Federal funds intended to be used for pandemic relief efforts were used instead to pad the paychecks of government employees from coast to coast.
In San Diego, California, for example, some 9,595 county workers were awarded bonuses funded with more than $27 million in federal COVID aid, according to a Treasury Department program set up to track the $350 billion in pandemic funds distributed to state and local governments as part of the American Rescue Plan. Bonuses of $2,500 were paid to County of San Diego employees working in “detention and medical facilities” and other places where county officials deemed “COVID-19 exposure was more likely.” But employees who faced no heightened risk of job-related exposure were rewarded with $1,500 bonuses as well.
In Lexington, Kentucky, public workers determine to have “held positions and performed duties” that included a “greater risk of contracting COVID-19” were rewarded with $5,000 bonuses, according to the Treasury’s records. In the suburbs of Atlanta, more than 4,400 employees of Gwinnett County, Georgia, received temporary raises ranging from 7.5 percent to 15 percent thanks to more than $11 million in federal COVID aid. And more than $13 million in federal aid flowed to 16,000 employees of Cook County, Illinois, who were awarded bonuses up to $3,000 for the work they performed during the pandemic.
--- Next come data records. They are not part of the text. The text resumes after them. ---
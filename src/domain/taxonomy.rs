use serde::{Deserialize, Serialize};
use std::fmt;

/// Worker categories a profile can be listed under.
#[derive(Debug, Clone, Copy, PartialEq, Eq, Hash, Serialize, Deserialize)]
pub enum WorkerCategory {
    Plumber,
    Electrician,
    Carpenter,
    Painter,
    Mechanic,
    Cleaner,
    Gardener,
    Mason,
    #[serde(rename = "AC Technician")]
    AcTechnician,
}

impl WorkerCategory {
    pub const VARIANTS: [WorkerCategory; 9] = [
        WorkerCategory::Plumber,
        WorkerCategory::Electrician,
        WorkerCategory::Carpenter,
        WorkerCategory::Painter,
        WorkerCategory::Mechanic,
        WorkerCategory::Cleaner,
        WorkerCategory::Gardener,
        WorkerCategory::Mason,
        WorkerCategory::AcTechnician,
    ];

    pub fn label(self) -> &'static str {
        match self {
            WorkerCategory::Plumber => "Plumber",
            WorkerCategory::Electrician => "Electrician",
            WorkerCategory::Carpenter => "Carpenter",
            WorkerCategory::Painter => "Painter",
            WorkerCategory::Mechanic => "Mechanic",
            WorkerCategory::Cleaner => "Cleaner",
            WorkerCategory::Gardener => "Gardener",
            WorkerCategory::Mason => "Mason",
            WorkerCategory::AcTechnician => "AC Technician",
        }
    }

    /// 不分大小寫比對顯示名稱
    pub fn from_label(label: &str) -> Option<Self> {
        let wanted = label.trim();
        Self::VARIANTS
            .into_iter()
            .find(|c| c.label().eq_ignore_ascii_case(wanted))
    }
}

impl fmt::Display for WorkerCategory {
    fn fmt(&self, f: &mut fmt::Formatter<'_>) -> fmt::Result {
        f.write_str(self.label())
    }
}

/// The active category filter: the `All` wildcard or one concrete category.
#[derive(Debug, Clone, Copy, PartialEq, Eq, Hash, Default)]
pub enum CategoryFilter {
    #[default]
    All,
    Only(WorkerCategory),
}

impl CategoryFilter {
    pub const ALL_LABEL: &'static str = "All";

    pub fn matches(self, category: WorkerCategory) -> bool {
        match self {
            CategoryFilter::All => true,
            CategoryFilter::Only(wanted) => wanted == category,
        }
    }

    pub fn label(self) -> &'static str {
        match self {
            CategoryFilter::All => Self::ALL_LABEL,
            CategoryFilter::Only(category) => category.label(),
        }
    }

    pub fn from_label(label: &str) -> Option<Self> {
        if label.trim().eq_ignore_ascii_case(Self::ALL_LABEL) {
            return Some(CategoryFilter::All);
        }
        WorkerCategory::from_label(label).map(CategoryFilter::Only)
    }
}

impl From<WorkerCategory> for CategoryFilter {
    fn from(category: WorkerCategory) -> Self {
        CategoryFilter::Only(category)
    }
}

impl fmt::Display for CategoryFilter {
    fn fmt(&self, f: &mut fmt::Formatter<'_>) -> fmt::Result {
        f.write_str(self.label())
    }
}

#[derive(Debug, Clone, Copy, PartialEq, Eq)]
pub struct CategoryEntry {
    pub name: &'static str,
    pub tag: CategoryFilter,
    pub icon: &'static str,
}

/// Category list in display order, `All` first.
pub static CATEGORIES: [CategoryEntry; 10] = [
    CategoryEntry {
        name: "All",
        tag: CategoryFilter::All,
        icon: "fa-th-large",
    },
    CategoryEntry {
        name: "Plumber",
        tag: CategoryFilter::Only(WorkerCategory::Plumber),
        icon: "fa-faucet",
    },
    CategoryEntry {
        name: "Electrician",
        tag: CategoryFilter::Only(WorkerCategory::Electrician),
        icon: "fa-bolt",
    },
    CategoryEntry {
        name: "Carpenter",
        tag: CategoryFilter::Only(WorkerCategory::Carpenter),
        icon: "fa-hammer",
    },
    CategoryEntry {
        name: "Painter",
        tag: CategoryFilter::Only(WorkerCategory::Painter),
        icon: "fa-paint-roller",
    },
    CategoryEntry {
        name: "Mechanic",
        tag: CategoryFilter::Only(WorkerCategory::Mechanic),
        icon: "fa-wrench",
    },
    CategoryEntry {
        name: "Cleaner",
        tag: CategoryFilter::Only(WorkerCategory::Cleaner),
        icon: "fa-broom",
    },
    CategoryEntry {
        name: "Gardener",
        tag: CategoryFilter::Only(WorkerCategory::Gardener),
        icon: "fa-seedling",
    },
    CategoryEntry {
        name: "Mason",
        tag: CategoryFilter::Only(WorkerCategory::Mason),
        icon: "fa-trowel-bricks",
    },
    CategoryEntry {
        name: "AC Technician",
        tag: CategoryFilter::Only(WorkerCategory::AcTechnician),
        icon: "fa-snowflake",
    },
];

/// Entries a new profile may be filed under (everything except `All`).
pub fn selectable_categories() -> impl Iterator<Item = &'static CategoryEntry> {
    CATEGORIES
        .iter()
        .filter(|entry| entry.tag != CategoryFilter::All)
}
In all, state and local governments have reported spending more than $872 million on so-called “premium pay” for 404,253 of their employees, according to Reason‘s review of the Treasury Department’s data. That’s in addition, of course, to the direct stimulus checks that many of those same workers likely received from the federal government.
In some cases, it seems like simply showing up to work is the only justification needed. Public workers in Erie County, New York, got more than $3 million in boosted pay because they “continued to report to work in person throughout the worst of the pandemic,” the county reported to the Treasury. “Employees have continued to work through the pandemic,” explains Colombia County, Wisconsin, after it decided to distribute $471,000 in relief funds to 503 employees.
And while the pandemic surely created new stress and problems for many public employees—including the potential of infection—the exact same thing is true for private-sector workers who were not rewarded for simply doing their jobs.
The widespread use of COVID relief funds to line the wallets of public employees should also raise even more questions about whether a federal bailout of state and local governments was necessary. Expected revenue shortfalls in state and local tax coffers never materialized—and many states emerged from the pandemic with surpluses instead.
States have until the end of 2024 to spend the federal aid distributed as part of the American Rescue Plan, so the totals reported so far (the Treasury’s tracker has been updated to include spending through December 31 of last year) could increase.
In an analysis of the spending published last month, the Treasury notes that state and local governments spent $5 billion of their federal COVID aid on “worker support,” a category that includes those bonuses along with things like unemployment payments and job training. That’s the same amount of money that states and local governments reported using for actual COVID relief—a category that includes “vaccinations, testing, contact tracing, PPE, prevention in congregate facilities, medical expenses, and other public health measures.”
States and local governments are forbidden from using the American Rescue Fund spending to cut taxes but are allowed to plow it into parts of their budgets that have little if anything to do with the pandemic. Public sector unions have been happy to encourage some of those decisions. The Associated Press reported in July that an Oregon proposal to give public workers a $2,000 bonus was the subject of “a union lobbying campaign that included thousands of emails and hundreds of phone calls to lawmakers.”
In many cases, police and prison guards have been on the front lines for getting extra pay.
In Virginia, law enforcement personnel and prison guards received $3,000 bonuses last year. That consumed more than $10 million of COVID aid and benefitted 1,905 workers, according to the Treasury’s tracker. Some counties in Virginia went even further on their own. Pittsylvania County, on the state’s southern border, doubled the bonus for their police officers and topped up other county employees’ bank accounts too, ultimately spending more than $245,000 in relief to pay bonuses to 287 workers.
The state of Indiana gave all prison guards a one-time “hazard pay bonus” of $1,600 for working during the pandemic—at a total cost of $7.6 million. Clayton County, Georgia, reports spending more than $4.6 million on “lump-sum payments of $4,000” to police and prison guards.
And on and on. There are already 401 line items detailing “premium pay” in the Treasury’s sprawling spreadsheet that breaks down the various ways state and local governments have blown through an unnecessary bailout by rewarding government workers for just doing their jobs.